Antioxidant and Bioadhesive Properties of Onions (Allium L., Alliaceae) Processed Under Acidic Conditions

Marijana Zovko Končić Faculty of Pharmacy and Biochemistry, Zagreb, CroatiaCorrespondence[email protected]
&
Mario Jug Faculty of Pharmacy and Biochemistry, Zagreb, Croatia
Pages 92-101 | Received 24 Dec 2008, Accepted 27 Jun 2009, Published online: 05 Feb 2011

Abstract

Antioxidant and bioadhesive properties of onion, garlic, leek, and ramsons, processed under low pH conditions were investigated. For investigation of antioxidant activity DPPH free radical scavenging activity and reducing power were used. The most active radical scavenger (EC50 = 2.07 mg/ml) and reductant was the ethanolic extract of leek leaf. Positive correlation between antioxidant activity and phenol content in the extracts (P < 0.01) was found. To determine bioadhesive properties of the extracts, tensile studies were performed and work of adhesion (Wa) was measured. The most pronounced bioadhesive properties were determined for garlic and ramsons bulbs extracts (Wa > 8 μJ).

INTRODUCTION

The role of reactive oxygen species (ROS) in many diseases such as cardiovascular diseases,[Citation1,] diabetes,[Citation2,] and many others has been in focus of research interest in the last decade. However, it seems that natural antioxidants are effective in protecting the body or even reversing the damage induced by ROS. Thus, they inhibit most of the processes that underlie different pathological conditions.[Citation3,] Among them, phenolic substances are of special interest because of their wide distribution in the plant kingdom. They have the structural requirements for free radical scavengers and have potential as food antioxidants.[Citation4,] However, besides phenolic compounds, other substances can contribute to antioxidant activity of some plants. For example, Allium L. genus is rich in thiosulfinates, important antioxidant constituents.[Citation5,Citation6,] In addition to that, thiols, that are also present in Allium species, may contribute to antioxidant activity.[Citation7,Citation8,]
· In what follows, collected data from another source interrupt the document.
//! Core data types for the scene graph.
//!
//! This module defines the geometry primitives, node styling and the generic
//! [`SceneNode`] that concrete shapes build on. A `SceneNode` owns position and
//! dimension storage together with the plain resize primitives; shapes wrap it
//! and decide what happens after a resize.

use crate::constants;
use serde::{Deserialize, Serialize};
use uuid::Uuid;

/// Unique identifier for scene nodes.
pub type NodeId = Uuid;

/// A point in parent coordinate space.
#[derive(Debug, Clone, Copy, Default, Serialize, Deserialize, PartialEq)]
pub struct Position {
    /// Horizontal coordinate
    pub x: f64,
    /// Vertical coordinate
    pub y: f64,
}

impl Position {
    /// Creates a new position.
    pub const fn new(x: f64, y: f64) -> Self {
        Self { x, y }
    }
}

/// Size of a node's bounding box.
#[derive(Debug, Clone, Copy, Default, Serialize, Deserialize, PartialEq)]
pub struct Dimension {
    /// Width of the bounding box
    pub width: f64,
    /// Height of the bounding box
    pub height: f64,
}

impl Dimension {
    /// Creates a new dimension.
    pub const fn new(width: f64, height: f64) -> Self {
        Self { width, height }
    }
}

/// An 8-bit RGBA colour.
#[derive(Debug, Clone, Copy, Serialize, Deserialize, PartialEq, Eq)]
pub struct Color {
    /// Red channel
    pub r: u8,
    /// Green channel
    pub g: u8,
    /// Blue channel
    pub b: u8,
    /// Alpha channel (255 = opaque)
    pub a: u8,
}

impl Color {
    /// Opaque black.
    pub const BLACK: Color = Color::from_rgba8(0, 0, 0, 255);
    /// Opaque white.
    pub const WHITE: Color = Color::from_rgba8(255, 255, 255, 255);
    /// The default fill colour for new nodes.
    pub const LIGHT_BLUE: Color = Color::from_rgba8(173, 216, 230, 255);

    /// Creates a colour from its four channels.
    pub const fn from_rgba8(r: u8, g: u8, b: u8, a: u8) -> Self {
        Self { r, g, b, a }
    }

    /// Formats the colour channels as an SVG `rgb(...)` value (alpha excluded).
    pub fn to_svg_rgb(&self) -> String {
        format!("rgb({},{},{})", self.r, self.g, self.b)
    }

    /// Alpha as a fraction in `[0, 1]`.
    pub fn opacity(&self) -> f64 {
        f64::from(self.a) / 255.0
    }
}

/// Fill and outline configuration handed to the drawing surface before a node renders.
#[derive(Debug, Clone, Copy, Serialize, Deserialize, PartialEq)]
pub struct NodeStyle {
    /// Colour used by `fill`
    pub fill_color: Color,
    /// Colour used by `stroke`
    pub stroke_color: Color,
    /// Outline width; nodes skip stroking entirely when this is not positive
    pub line_width: f64,
}

impl Default for NodeStyle {
    fn default() -> Self {
        Self {
            fill_color: Color::LIGHT_BLUE,
            stroke_color: Color::BLACK,
            line_width: constants::DEFAULT_LINE_WIDTH,
        }
    }
}

/// Strategy used to decide whether a pointer position hits a node.
#[derive(Debug, Clone, Copy, Default, Serialize, Deserialize, PartialEq, Eq)]
pub enum PickMode {
    /// Pixel-precise detection against the rendered shape
    #[default]
    Ghost,
    /// Cheaper detection against the bounding box
    Region,
}

/// Non-geometric node state shared between a node and its copies.
#[derive(Debug, Clone, Serialize, Deserialize, PartialEq)]
#[serde(default)]
pub struct NodeProperties {
    /// User-displayable name of the node
    pub name: String,
    /// Fill and outline configuration
    pub style: NodeStyle,
    /// Hit-testing strategy
    pub pick_mode: PickMode,
    /// Whether the node is drawn at all
    pub is_visible: bool,
    /// Whether the node can be selected by clicking
    pub is_clickable: bool,
    /// Whether the node can be moved by dragging
    pub is_draggable: bool,
    /// Whether the node may be resized interactively
    pub is_resizable: bool,
}

impl Default for NodeProperties {
    fn default() -> Self {
        Self {
            name: String::new(),
            style: NodeStyle::default(),
            pick_mode: PickMode::Ghost,
            is_visible: true,
            is_clickable: true,
            is_draggable: true,
            is_resizable: true,
        }
    }
}

/// The generic scene-graph node: identity, placement, size and shared properties.
///
/// `dimension` is private and can only change through the three resize
/// primitives, which gives shapes wrapping a `SceneNode` a single place to hook
/// derived-geometry updates.
#[derive(Debug, Clone, Serialize, Deserialize, PartialEq)]
pub struct SceneNode {
    id: NodeId,
    position: Position,
    dimension: Dimension,
    /// Name, style, pick mode and flags
    #[serde(default)]
    pub properties: NodeProperties,
}

impl SceneNode {
    /// Creates a new node at `(x, y)` with an empty bounding box.
    pub fn new(x: f64, y: f64) -> Self {
        Self {
            id: Uuid::new_v4(),
            position: Position::new(x, y),
            dimension: Dimension::default(),
            properties: NodeProperties::default(),
        }
    }

    /// Unique identifier of this node.
    pub fn id(&self) -> NodeId {
        self.id
    }

    /// Top-left corner of the bounding box in parent space.
    pub fn position(&self) -> Position {
        self.position
    }

    /// Size of the bounding box.
    pub fn dimension(&self) -> Dimension {
        self.dimension
    }

    /// Moves the node to an absolute position.
    pub fn translate_to(&mut self, x: f64, y: f64) {
        self.position = Position::new(x, y);
    }

    /// Moves the node by a relative offset.
    pub fn translate_with(&mut self, dx: f64, dy: f64) {
        self.position.x += dx;
        self.position.y += dy;
    }

    /// Replaces the current dimension.
    pub fn resize_to(&mut self, width: f64, height: f64) {
        self.dimension = Dimension::new(width, height);
    }

    /// Multiplies the current dimension by the given factors.
    pub fn resize_by(&mut self, width_factor: f64, height_factor: f64) {
        self.dimension.width *= width_factor;
        self.dimension.height *= height_factor;
    }

    /// Adds the given amounts to the current dimension.
    pub fn resize_with(&mut self, dw: f64, dh: f64) {
        self.dimension.width += dw;
        self.dimension.height += dh;
    }

    /// Returns true if `(x, y)` lies inside the bounding box.
    ///
    /// Negative sizes describe a box mirrored around the position, so the box
    /// is normalised before testing.
    pub fn contains(&self, x: f64, y: f64) -> bool {
        let x0 = self.position.x;
        let y0 = self.position.y;
        let x1 = x0 + self.dimension.width;
        let y1 = y0 + self.dimension.height;
        x >= x0.min(x1) && x <= x0.max(x1) && y >= y0.min(y1) && y <= y0.max(y1)
    }

    /// Copy-finalization step: transfers the shared properties onto a freshly
    /// constructed node. The target keeps its own id, position and dimension.
    pub fn copy_properties_to(&self, target: &mut SceneNode) {
        target.properties = self.properties.clone();
    }
}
Plants of genus Allium are a common ingredient of human nutrition. They are used as food or spices and are especially appreciated because of their reputed antibacterial and other biological activities.[Citation6,Citation9,Citation10,] They have also been reported to protect against stomach and colorectal cancers.[Citation6,Citation11,] Allium species are often applied in traditional medicine in treatment of cardiovascular diseases, as well as for prevention and elevation of symptoms of infective diseases. Some of those effects may be explained by their antioxidant activity. Antioxidant activity of oil,[Citation12,Citation13,] ethanolic,[Citation14,] and methanolic extract[Citation15,Citation16,] of garlic and several other plants of genus Allium[Citation17,] was confirmed. Besides that, some other mechanisms may contribute to the observed biological properties of Allium plants. One among them may be bioadhesion.
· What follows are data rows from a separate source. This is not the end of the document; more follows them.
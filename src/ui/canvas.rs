//! Canvas interaction and navigation functionality.
//!
//! This module handles canvas panning, zooming, selection, node dragging and
//! coordinate transformations between screen and world space.

use super::state::ViewerApp;
use super::undo::UndoAction;
use crate::constants;
use crate::ellipse::EllipseNode;
use crate::scene::Scene;
use crate::types::*;

/// Prefix of the default names given to new nodes.
const NODE_NAME_PREFIX: &str = "ellipse";

/// Largest `n` among default-style names (`ellipse<n>`) in the scene, or 0.
pub(super) fn highest_default_name_index(scene: &Scene) -> u32 {
    scene
        .nodes
        .iter()
        .filter_map(|node| {
            node.properties()
                .name
                .strip_prefix(NODE_NAME_PREFIX)?
                .parse::<u32>()
                .ok()
        })
        .max()
        .unwrap_or(0)
}

impl ViewerApp {
    /// Converts screen coordinates to world coordinates accounting for zoom and pan.
    pub fn screen_to_world(&self, screen_pos: egui::Pos2) -> egui::Pos2 {
        (screen_pos - self.canvas.offset) / self.canvas.zoom_factor
    }

    /// Converts world coordinates to screen coordinates accounting for zoom and pan.
    pub fn world_to_screen(&self, world_pos: egui::Pos2) -> egui::Pos2 {
        world_pos * self.canvas.zoom_factor + self.canvas.offset
    }

    /// Handles middle-click or Cmd/Ctrl+left-click canvas panning functionality.
    pub fn handle_canvas_panning(&mut self, ui: &mut egui::Ui, response: &egui::Response) {
        // modifiers.command is Cmd on macOS and Ctrl elsewhere
        let should_pan = ui.input(|i| {
            i.pointer.middle_down() || (i.pointer.primary_down() && i.modifiers.command)
        });

        if should_pan {
            if let Some(current_pos) = response.interact_pointer_pos() {
                if !self.interaction.is_panning {
                    self.interaction.is_panning = true;
                    self.interaction.last_pan_pos = Some(current_pos);
                } else if let Some(last_pos) = self.interaction.last_pan_pos {
                    self.canvas.offset += current_pos - last_pos;
                    self.interaction.last_pan_pos = Some(current_pos);
                }
            }
        } else {
            self.interaction.is_panning = false;
            self.interaction.last_pan_pos = None;
        }
    }

    /// Handles scroll wheel zooming, keeping the world point under the cursor fixed.
    pub fn handle_canvas_zoom(&mut self, ui: &mut egui::Ui, response: &egui::Response) {
        let scroll_delta = ui.input(|i| i.smooth_scroll_delta.y);
        if scroll_delta == 0.0 {
            return;
        }

        let mouse_pos = ui
            .input(|i| i.pointer.hover_pos())
            .or_else(|| response.interact_pointer_pos());
        let Some(mouse_pos) = mouse_pos else {
            return;
        };
        if !response.rect.contains(mouse_pos) {
            return;
        }

        let anchor = self.screen_to_world(mouse_pos);
        let step = if scroll_delta > 0.0 {
            constants::ZOOM_STEP
        } else {
            -constants::ZOOM_STEP
        };
        let old_zoom = self.canvas.zoom_factor;
        self.canvas.zoom_factor =
            (old_zoom + step).clamp(constants::MIN_ZOOM, constants::MAX_ZOOM);

        if (self.canvas.zoom_factor - old_zoom).abs() > f32::EPSILON {
            let anchor_after = self.world_to_screen(anchor);
            self.canvas.offset += mouse_pos - anchor_after;
        }
    }

    /// Handles selection, dragging and double-click creation with the primary button.
    pub fn handle_node_interactions(&mut self, ui: &mut egui::Ui, response: &egui::Response) {
        if self.interaction.is_panning {
            return;
        }

        if response.double_clicked() {
            if let Some(pos) = response.interact_pointer_pos() {
                let world = self.screen_to_world(pos);
                if self.scene.node_at(world.x as f64, world.y as f64).is_none() {
                    self.create_node_at(Position::new(world.x as f64, world.y as f64));
                    return;
                }
            }
        }

        if self.interaction.dragging_node.is_none() && ui.input(|i| i.pointer.primary_pressed()) {
            let press_pos = ui.input(|i| i.pointer.interact_pos());
            if let Some(pos) = press_pos.filter(|p| response.rect.contains(*p)) {
                self.begin_drag_or_select(pos);
            }
        }

        if let Some(node_id) = self.interaction.dragging_node {
            if ui.input(|i| i.pointer.primary_down()) {
                if let Some(pos) = ui.input(|i| i.pointer.interact_pos()) {
                    let world = self.screen_to_world(pos) - self.interaction.node_drag_offset;
                    if let Some(node) = self.scene.node_mut(&node_id) {
                        node.translate_to(world.x as f64, world.y as f64);
                    }
                }
            } else {
                self.finish_drag(node_id);
            }
        }
    }

    fn begin_drag_or_select(&mut self, screen_pos: egui::Pos2) {
        let world = self.screen_to_world(screen_pos);
        let hit = self.scene.node_at(world.x as f64, world.y as f64);
        self.interaction.selected_node = hit;

        let Some(node_id) = hit else {
            return;
        };
        let Some(node) = self.scene.node(&node_id) else {
            return;
        };
        if node.properties().is_draggable {
            let Position { x, y } = node.position();
            self.interaction.dragging_node = Some(node_id);
            self.interaction.drag_original_position = Some(node.position());
            self.interaction.node_drag_offset = world - egui::pos2(x as f32, y as f32);
        }
    }

    fn finish_drag(&mut self, node_id: NodeId) {
        self.interaction.dragging_node = None;
        let Some(old_position) = self.interaction.drag_original_position.take() else {
            return;
        };
        let Some(new_position) = self.scene.node(&node_id).map(EllipseNode::position) else {
            return;
        };
        if old_position != new_position {
            self.undo_history.push_action(UndoAction::NodeMoved {
                node_id,
                old_position,
                new_position,
            });
            self.file.has_unsaved_changes = true;
        }
    }

    /// Creates a node of the configured default size centred on `center`.
    pub fn create_node_at(&mut self, center: Position) -> NodeId {
        self.node_counter += 1;
        let Dimension { width, height } = self.settings.default_node_size;

        let mut node = EllipseNode::new(
            center.x - width / 2.0,
            center.y - height / 2.0,
            width,
            height,
        );
        node.properties_mut().name = format!("{NODE_NAME_PREFIX}{}", self.node_counter);

        let node_id = self.scene.add_node(node);
        self.undo_history
            .push_action(UndoAction::NodeCreated { node_id });
        self.interaction.selected_node = Some(node_id);
        self.file.has_unsaved_changes = true;
        log::debug!("created ellipse {node_id}");
        node_id
    }
}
The term bioadhesion has been defined as attachment of a synthetic or natural macromolecule to mucus and/or epithelial surface. Over the last two decades, bioadhesion has become of interest for its potential to optimize drug delivery, by retaining a formulation in a close proximity to the mucosal surface of the body for a prolonged period.[Citation18,] Among bioadhesives, there are many polymers of natural origin, including chitosan and different gums such as guar, xanthan, gellan, carragenan, pectin, and alginate.[Citation19,] Some natural polymers, such as chitosan,[Citation20,] or the polymer extracted from tamarind seed[Citation21,] have been proven to facilitate the transport of biologically active molecules across the mucosal surfaces of the body. Plant lectins extracted from potatoes, tomatoes, stinging nettle or different leguminosae species have showed the cell-specific adhesion in the gastronintestinal tract.[Citation19,] All this may contribute to the absorption of the herbal extracts and thereby increase their activity

It has been found that the antioxidant activity of some Allium plants may be reduced at lower pH.[Citation17,] Under the same pH conditions allinase, the enzyme that converts sulfur oxides to thiosulfinates is inactivated.[Citation22,] In addition to that, transformation of sulfhydryl to disulfide groups, which would occur in neutral or basic media, is inhibited.[Citation23,] Therefore, the aim of this study was to evaluate composition, antioxidant potential and bioadhesive properties of some onions used in human nutrition, namely: onion (A. cepa L.), garlic (A. sativum L.), leek (A. porrum L.) and ramsons (A. ursinum L.), simulating low pH conditions that may occur during the preparation of some foods with acidic ingredients. An additional goal was to determine which of the reputed antioxidant substances present in onions may contribute mainly to their antioxidant activity.

MATERIALS AND METHODS

Materials

Butylated hydroxyanisol (BHA), l-cysteine, 5,3-dithio-bis-(2-nitrobenzoic acid) (DTNB), 1,1-diphenyl-2-picrylhydrazyl (DPPH), Folin–Ciocalteu reagent and gallic acid were purchased from Sigma Chemical Co. (USA). Other chemicals and solvents were of analytical grade. Extracts were freeze dried using Freeze Dryer Alpha 1–4 M. (Christ Gefriertrocknungsanlagen GmbH, Osterode am Harz, Germany). For absorbance measurements, Lambda 25 (Perkin Elmer, Waltham, USA) spectrophotometer was used. Samples were compressed using a hydraulic press (Beckman Press, Glenrothes, UK). A precise balance (Sartorius BP 221S, Göttingen, Germany) was used for measuring the work of adhesion.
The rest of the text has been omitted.